Por Joyce Pais

“É um duro trabalho esse de morrer quando se ama fortemente a vida”

Tivemos o prazer de conversar com Lúcia Murat (A Memória que me contam), diretora do filme Em três atos, que contou como foi o desenvolvimento de seu novo longa, sua abordagem de temáticas como envelhecimento, morte e perda. De forma delicada e poética, o filme contrapõe dança, através de uma bailarina de 85 anos e uma jovem bailarina em seu auge, com diálogos inspirados nos escritos de Simone de Beauvoir sobre a velhice e a morte. Protagonizado por Angel Viana, um dos ícones da dança contemporânea nacional, a jovem dançarina Maria Alice Poppe, Nathalia Timberg, no papel da intelectual aos 80 anos que reflete sobre a velhice e a morte hoje, e essa mesma intelectual, aos 45 anos, que vive a dor da morte da mãe, interpretada por Andrea Beltrão.

Cinemascope: O filme propõe uma reflexão muito profunda sobre o processo do envelhecimento, passagem do tempo e a morte. Como foi o trabalho de inserção da dança – e das artistas convidadas – , e do trabalho da Simone de Beauvoir na composição da estética e linguagem do filme?

Lúcia Murat: O filme começou pela dança. Eu queria fazer um filme  sobre o tema do envelhecimento, o que era bastante genérico e não sabia como começar. Quando vi o espetáculo do Joao Saldanha com  Angel Vianna e Maria Alice Poppe, mesmo que não tenha sido essa a intenção deles, pensei que era uma base ideal para o filme. O contraponto entre aqueles dois corpos magníficos, um com 85 anos, e o outro no auge do vigor físico, me encantou.  Pensei então em trabalhar com esse espetáculo, desconstruindo-o para o filme . Ao mesmo tempo, a idéia desde o início era  mesclar esse espetáculo com textos da Simone de Beauvoir sobre a velhice. Simone de Beauvoir me acompanhou a vida inteira. Desde o “ Segundo Sexo”, livro de cabeceira da minha geração.  Mas foi  durante a pesquisa em Paris sobre os documentários e entrevistas que ela deu, que me aconselharam esse outro livro: “Uma morte muito doce”, que Simone de Beavoir escreveu sobre a morte da mãe. Nesse momento, decidi integrá-lo no roteiro, e criar o segundo personagem mais jovem, o da intelectual que sofre a morte da mãe. Com isso , passei a ter os espelhos tanto na dança quanto na palavra. Foi um processo longo , de muitas descobertas.

Cinemascope: Como se deu o envolvimento da Andrea Beltrão e Nathalia Timberg no filme?

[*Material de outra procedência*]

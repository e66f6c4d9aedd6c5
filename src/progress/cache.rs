//! Time-boxed single-slot read cache

use std::time::{Duration, Instant};

/// Holds one value together with the instant it was last refreshed.
///
/// The value is served while younger than `ttl`; afterwards the owner has to
/// go back to the backing store and `put` the fresh value.
#[derive(Debug)]
pub struct TtlCache<T> {
    ttl: Duration,
    slot: Option<(T, Instant)>,
}

impl<T: Clone> TtlCache<T> {
    pub fn new(ttl: Duration) -> Self {
        Self { ttl, slot: None }
    }

    pub fn ttl(&self) -> Duration {
        self.ttl
    }

    pub fn get(&self) -> Option<T> {
        self.get_at(Instant::now())
    }

    pub fn get_at(&self, now: Instant) -> Option<T> {
        match &self.slot {
            Some((value, refreshed)) if now.saturating_duration_since(*refreshed) < self.ttl => {
                Some(value.clone())
            }
            _ => None,
        }
    }

    pub fn put(&mut self, value: T) {
        self.put_at(value, Instant::now());
    }

    pub fn put_at(&mut self, value: T, now: Instant) {
        self.slot = Some((value, now));
    }

    pub fn invalidate(&mut self) {
        self.slot = None;
    }
}
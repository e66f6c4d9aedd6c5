//! Key-value persistence for the progress ledger
//!
//! - `FileStore`: one JSON file per key under a data directory
//! - `MemoryStore`: in-process map, for tests and embedding hosts

use async_trait::async_trait;
use std::collections::HashMap;
use std::io;
use std::path::{Path, PathBuf};
use thiserror::Error;
use tokio::sync::Mutex;

/// Storage error types
#[derive(Error, Debug)]
pub enum StorageError {
    #[error("Invalid storage key: {0:?}")]
    InvalidKey(String),

    #[error("Storage I/O failed for {path}: {source}")]
    Io {
        path: PathBuf,
        #[source]
        source: io::Error,
    },
}

/// Async string key-value store, the shape of a device's local storage
#[async_trait]
pub trait KeyValueStore: Send + Sync {
    /// Read a value; `Ok(None)` when the key was never written
    async fn get(&self, key: &str) -> Result<Option<String>, StorageError>;

    /// Replace the value stored under `key`
    async fn set(&self, key: &str, value: &str) -> Result<(), StorageError>;

    /// Delete `key`; deleting a missing key is not an error
    async fn remove(&self, key: &str) -> Result<(), StorageError>;
}

// =============================================================================
// File Store
// =============================================================================

/// Stores each key as `<dir>/<key>.json`
pub struct FileStore {
    dir: PathBuf,
}

impl FileStore {
    pub fn new(dir: impl Into<PathBuf>) -> Self {
        Self { dir: dir.into() }
    }

    /// Default location: `<data_dir>/streamshelf`
    pub fn default_dir() -> PathBuf {
        dirs::data_dir()
            .unwrap_or_else(|| PathBuf::from("/tmp"))
            .join("streamshelf")
    }

    pub fn dir(&self) -> &Path {
        &self.dir
    }

    /// Map a namespaced key like `streamshelf:continue_watching` to a file path
    fn path_for(&self, key: &str) -> Result<PathBuf, StorageError> {
        if key.trim().is_empty() {
            return Err(StorageError::InvalidKey(key.to_string()));
        }
        let file_name: String = key
            .chars()
            .map(|c| {
                if c.is_ascii_alphanumeric() || c == '-' || c == '_' {
                    c
                } else {
                    '_'
                }
            })
            .collect();
        Ok(self.dir.join(format!("{}.json", file_name)))
    }
}

fn io_err(path: &Path) -> impl FnOnce(io::Error) -> StorageError + '_ {
    move |source| StorageError::Io {
        path: path.to_path_buf(),
        source,
    }
}

#[async_trait]
impl KeyValueStore for FileStore {
    async fn get(&self, key: &str) -> Result<Option<String>, StorageError> {
        let path = self.path_for(key)?;
        match tokio::fs::read_to_string(&path).await {
            Ok(content) => Ok(Some(content)),
            Err(e) if e.kind() == io::ErrorKind::NotFound => Ok(None),
            Err(e) => Err(io_err(&path)(e)),
        }
    }

    async fn set(&self, key: &str, value: &str) -> Result<(), StorageError> {
        let path = self.path_for(key)?;
        tokio::fs::create_dir_all(&self.dir)
            .await
            .map_err(io_err(&self.dir))?;

        // Atomic replace: write a sibling tmp file, then rename over the target
        let tmp = path.with_extension("json.tmp");
        tokio::fs::write(&tmp, value).await.map_err(io_err(&tmp))?;
        if let Err(e) = tokio::fs::rename(&tmp, &path).await {
            let _ = tokio::fs::remove_file(&tmp).await;
            return Err(io_err(&path)(e));
        }
        Ok(())
    }

    async fn remove(&self, key: &str) -> Result<(), StorageError> {
        let path = self.path_for(key)?;
        match tokio::fs::remove_file(&path).await {
            Ok(()) => Ok(()),
            Err(e) if e.kind() == io::ErrorKind::NotFound => Ok(()),
            Err(e) => Err(io_err(&path)(e)),
        }
    }
}

// =============================================================================
// Memory Store
// =============================================================================

#[derive(Default)]
pub struct MemoryStore {
    entries: Mutex<HashMap<String, String>>,
}

impl MemoryStore {
    pub fn new() -> Self {
        Self::default()
    }
}

#[async_trait]
impl KeyValueStore for MemoryStore {
    async fn get(&self, key: &str) -> Result<Option<String>, StorageError> {
        Ok(self.entries.lock().await.get(key).cloned())
    }

    async fn set(&self, key: &str, value: &str) -> Result<(), StorageError> {
        self.entries
            .lock()
            .await
            .insert(key.to_string(), value.to_string());
        Ok(())
    }

    async fn remove(&self, key: &str) -> Result<(), StorageError> {
        self.entries.lock().await.remove(key);
        Ok(())
    }
}

#[async_trait]
impl<T: KeyValueStore + ?Sized> KeyValueStore for std::sync::Arc<T> {
    async fn get(&self, key: &str) -> Result<Option<String>, StorageError> {
        (**self).get(key).await
    }

    async fn set(&self, key: &str, value: &str) -> Result<(), StorageError> {
        (**self).set(key, value).await
    }

    async fn remove(&self, key: &str) -> Result<(), StorageError> {
        (**self).remove(key).await
    }
}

Lúcia Murat: Como disse, fazer o filme foi um processo longo e por etapas. Quando consegui a aprovação da editora Gallimard e da herdeira de Simone de Beauvoir para filmar., a partir de um roteiro que foi aprovado por eles, pensei que precisava de  duas grandes atrizes, pois o desafio de interpretar textos literários era imenso. Nathalia foi uma primeira escolha imediata. Ela também era uma apaixonada por Simone de Beauvoir e a escolha de Andrea se deu pela sua capacidade de interpretação. Não me importava a semelhança física, pois o filme é um ensaio e trabalhávamos com metáforas.

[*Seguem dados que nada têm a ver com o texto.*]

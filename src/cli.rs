//! CLI - Command Line Interface for streamshelf
//!
//! Every operation on the continue-watching ledger and the stream resolver
//! is scriptable. All output is JSON-parseable.
//!
//! # Examples
//!
//! ```bash
//! # Record playback position
//! streamshelf track 1396 -t tv -s 2 -e 3 --time 45 --duration 90 --title "Breaking Bad"
//!
//! # Continue-watching list
//! streamshelf continue --json
//!
//! # Resolve and check a stream
//! streamshelf resolve 550 -t movie
//! streamshelf probe https://cdn.example/master.m3u8
//! ```

use clap::{Args, Parser, Subcommand, ValueEnum};
use serde::{Deserialize, Serialize};
use std::io::IsTerminal;
use std::path::PathBuf;

use crate::models::{MediaType, StreamRequest};

// =============================================================================
// Exit Codes
// =============================================================================

/// Exit codes for CLI operations (semantic for scripting)
#[derive(Debug, Clone, Copy, PartialEq, Eq)]
#[repr(i32)]
pub enum ExitCode {
    /// Success
    Success = 0,
    /// General error
    Error = 1,
    /// Invalid arguments
    InvalidArgs = 2,
    /// Network error
    NetworkError = 3,
    /// No progress stored for the title
    NotFound = 4,
    /// No provider produced a stream
    NoStreams = 5,
    /// Probe target unreachable
    Unreachable = 6,
}

impl From<ExitCode> for i32 {
    fn from(code: ExitCode) -> i32 {
        code as i32
    }
}

impl From<ExitCode> for std::process::ExitCode {
    fn from(code: ExitCode) -> std::process::ExitCode {
        std::process::ExitCode::from(code as u8)
    }
}

// =============================================================================
// Main CLI Structure
// =============================================================================

/// streamshelf - continue-watching ledger and stream resolver
#[derive(Parser, Debug)]
#[command(
    name = "streamshelf",
    version,
    author = "Gorka & Hermes",
    about = "Continue-watching ledger and embed stream resolver",
    after_help = "EXAMPLES:\n\
                  streamshelf continue                         List titles in progress\n\
                  streamshelf track 550 -t movie --time 600 --duration 8340 --title \"Fight Club\"\n\
                  streamshelf resolve 1396 -t tv -s 1 -e 1     Find a playable URL"
)]
pub struct Cli {
    /// Output format as JSON (default for non-TTY)
    #[arg(long, short = 'j', global = true)]
    pub json: bool,

    /// Suppress non-essential output
    #[arg(long, short = 'q', global = true)]
    pub quiet: bool,

    /// Path to config file
    #[arg(long, short = 'c', global = true)]
    pub config: Option<PathBuf>,

    #[command(subcommand)]
    pub command: Command,
}

impl Cli {
    /// Check if JSON output should be used
    pub fn should_json(&self) -> bool {
        self.json || !std::io::stdout().is_terminal()
    }
}

// =============================================================================
// Subcommands
// =============================================================================

#[derive(Subcommand, Debug)]
pub enum Command {
    /// List titles in progress, most recent first
    #[command(visible_alias = "ls")]
    Continue(ContinueCmd),

    /// Show stored progress for a movie or episode
    #[command(visible_alias = "p")]
    Progress(ProgressCmd),

    /// Record the current playback position
    #[command(visible_alias = "t")]
    Track(TrackCmd),

    /// Remove a title from the ledger
    #[command(visible_alias = "rm")]
    Remove(RemoveCmd),

    /// Delete the whole ledger
    Clear(ClearCmd),

    /// Resolve a title to a playable stream URL
    #[command(visible_alias = "r")]
    Resolve(ResolveCmd),

    /// Check whether a stream URL is reachable
    Probe(ProbeCmd),
}

/// Media type argument
#[derive(ValueEnum, Debug, Clone, Copy, PartialEq, Eq)]
pub enum MediaTypeArg {
    /// Movie
    Movie,
    /// TV show
    Tv,
}

impl From<MediaTypeArg> for MediaType {
    fn from(arg: MediaTypeArg) -> Self {
        match arg {
            MediaTypeArg::Movie => MediaType::Movie,
            MediaTypeArg::Tv => MediaType::Tv,
        }
    }
}

// =============================================================================
// Ledger Commands
// =============================================================================

#[derive(Args, Debug)]
pub struct ContinueCmd {
    /// Maximum number of rows
    #[arg(long, short = 'l', default_value = "20")]
    pub limit: usize,

    /// Only show one media type
    #[arg(long, short = 't', value_enum)]
    pub media_type: Option<MediaTypeArg>,
}

#[derive(Args, Debug)]
pub struct ProgressCmd {
    /// TMDB ID
    #[arg(required = true)]
    pub id: u64,

    #[arg(long, short = 't', value_enum)]
    pub media_type: MediaTypeArg,

    /// Season number (tv)
    #[arg(long, short = 's')]
    pub season: Option<u32>,

    /// Episode number (tv)
    #[arg(long, short = 'e')]
    pub episode: Option<u32>,
}

#[derive(Args, Debug)]
pub struct TrackCmd {
    /// TMDB ID
    #[arg(required = true)]
    pub id: u64,

    #[arg(long, short = 't', value_enum)]
    pub media_type: MediaTypeArg,

    /// Current playback position in seconds
    #[arg(long)]
    pub time: f64,

    /// Total duration in seconds
    #[arg(long)]
    pub duration: f64,

    /// Season number (tv)
    #[arg(long, short = 's')]
    pub season: Option<u32>,

    /// Episode number (tv)
    #[arg(long, short = 'e')]
    pub episode: Option<u32>,

    /// Title for new records (fetched from TMDB when omitted)
    #[arg(long)]
    pub title: Option<String>,

    /// Poster path, e.g. /abc.jpg
    #[arg(long)]
    pub poster: Option<String>,

    /// Backdrop path
    #[arg(long)]
    pub backdrop: Option<String>,
}

#[derive(Args, Debug)]
pub struct RemoveCmd {
    /// TMDB ID
    #[arg(required = true)]
    pub id: u64,

    /// Media type (movie or tv)
    #[arg(long, short = 't')]
    pub media_type: String,
}

#[derive(Args, Debug)]
pub struct ClearCmd {}

// =============================================================================
// Stream Commands
// =============================================================================

#[derive(Args, Debug)]
pub struct ResolveCmd {
    /// TMDB ID
    #[arg(required = true)]
    pub id: u64,

    #[arg(long, short = 't', value_enum)]
    pub media_type: MediaTypeArg,

    /// Season number (tv)
    #[arg(long, short = 's')]
    pub season: Option<u32>,

    /// Episode number (tv)
    #[arg(long, short = 'e')]
    pub episode: Option<u32>,

    /// Also probe the resolved URL
    #[arg(long)]
    pub check: bool,
}

impl ResolveCmd {
    pub fn request(&self) -> StreamRequest {
        StreamRequest {
            id: self.id,
            media_type: self.media_type.into(),
            season: self.season,
            episode: self.episode,
        }
    }
}

#[derive(Args, Debug)]
pub struct ProbeCmd {
    /// URL to check
    #[arg(required = true)]
    pub url: String,

    /// Timeout in seconds
    #[arg(long, short = 't', default_value = "5")]
    pub timeout: u64,
}

/// Season/episode must be given together for tv, and never for movies
pub fn validate_episode(
    media_type: MediaTypeArg,
    season: Option<u32>,
    episode: Option<u32>,
) -> Result<(), &'static str> {
    match (media_type, season, episode) {
        (MediaTypeArg::Movie, None, None) => Ok(()),
        (MediaTypeArg::Movie, _, _) => Err("Season/episode are only valid for tv"),
        (MediaTypeArg::Tv, Some(s), Some(e)) if s > 0 && e > 0 => Ok(()),
        (MediaTypeArg::Tv, _, _) => Err("TV requires positive --season and --episode"),
    }
}

// =============================================================================
// JSON Output Types
// =============================================================================

/// Generic JSON output wrapper with status
#[derive(Debug, Serialize, Deserialize)]
pub struct JsonOutput<T: Serialize> {
    #[serde(skip_serializing_if = "Option::is_none")]
    pub data: Option<T>,
    #[serde(skip_serializing_if = "Option::is_none")]
    pub error: Option<String>,
    #[serde(skip_serializing_if = "is_zero")]
    pub exit_code: i32,
}

fn is_zero(n: &i32) -> bool {
    *n == 0
}

impl<T: Serialize> JsonOutput<T> {
    /// Create success output with data
    pub fn success(data: T) -> Self {
        Self {
            data: Some(data),
            error: None,
            exit_code: 0,
        }
    }

    /// Create error output (no data)
    pub fn error_msg(msg: impl Into<String>, code: ExitCode) -> JsonOutput<()> {
        JsonOutput::<()> {
            data: None,
            error: Some(msg.into()),
            exit_code: code.into(),
        }
    }
}

/// Status OK response
#[derive(Debug, Serialize, Deserialize)]
pub struct StatusOk {
    pub status: &'static str,
}

impl Default for StatusOk {
    fn default() -> Self {
        Self { status: "ok" }
    }
}

/// Probe response
#[derive(Debug, Serialize, Deserialize)]
pub struct ProbeResult {
    pub url: String,
    pub reachable: bool,
}

// =============================================================================
// Output Helpers
// =============================================================================

/// Output handler for consistent formatting
pub struct Output {
    pub json: bool,
    pub quiet: bool,
}

impl Output {
    pub fn new(cli: &Cli) -> Self {
        Self {
            json: cli.should_json(),
            quiet: cli.quiet,
        }
    }

    /// Print success data
    pub fn print<T: Serialize>(&self, data: T) -> anyhow::Result<()> {
        if self.json {
            let output = JsonOutput::success(data);
            println!("{}", serde_json::to_string_pretty(&output)?);
        } else {
            // For non-JSON, caller should handle formatting
            println!("{}", serde_json::to_string_pretty(&data)?);
        }
        Ok(())
    }

    /// Print human-readable lines, or the JSON form of `data`
    pub fn print_lines<T: Serialize, D: std::fmt::Display>(
        &self,
        data: &[T],
        lines: impl IntoIterator<Item = D>,
    ) -> anyhow::Result<()> {
        if self.json {
            return self.print(data);
        }
        for line in lines {
            println!("{}", line);
        }
        Ok(())
    }

    /// Print error and return exit code
    pub fn error(&self, msg: impl Into<String>, code: ExitCode) -> ExitCode {
        let msg = msg.into();
        if self.json {
            let output = JsonOutput::<()>::error_msg(&msg, code);
            if let Ok(json) = serde_json::to_string_pretty(&output) {
                eprintln!("{}", json);
            }
        } else if !self.quiet {
            eprintln!("Error: {}", msg);
        }
        code
    }

    /// Print info message (suppressed in quiet mode)
    pub fn info(&self, msg: impl std::fmt::Display) {
        if !self.quiet && !self.json {
            eprintln!("{}", msg);
        }
    }
}

// =============================================================================
// Tests
// =============================================================================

Cinemascope: Você teve alguma dificuldade para viabilizar o projeto? Como foi a escolha das locações?

Lúcia Murat: A locação principal foi uma proposta do diretor de fotografia , Dudu Miranda.  Íamos filmar em 35mm (provavelmente um dos últimos filmes feito em 35mm no país) e ele pensou num lugar que pudesse ter um fundo interessante e sugeriu o ultimo andar da Escola de Cinema Darcy Ribeiro. Eu me apaixonei pelo espaço porque dava ao filma uma atemporalidade que me interessava.

Cinemascope: Vemos com menos frequência em cartaz nos cinemas brasileiros (e acredito que no mundial também) filmes  com uma abordagem mais intimista.  Ao apostar em “Em três atos”, o que você espera da recepção do público?

Lúcia Murat: Eu me surpreendi com a acolhida do filme, tanto nos festivais quanto nas pré-estreias. Pensava que ia ser mais difícil. E me encantou particularmente  a reação das  pessoas mais jovens, que encararam o filme como mais um aprofundamento da luta pelas mulheres que tem tomado as ruas .

Cinemascope pergunta: se você pudesse ser a personagem de um filme, qual seria?

Lúcia Murat: Anais Nin. Mistura de vanguarda e anos 20.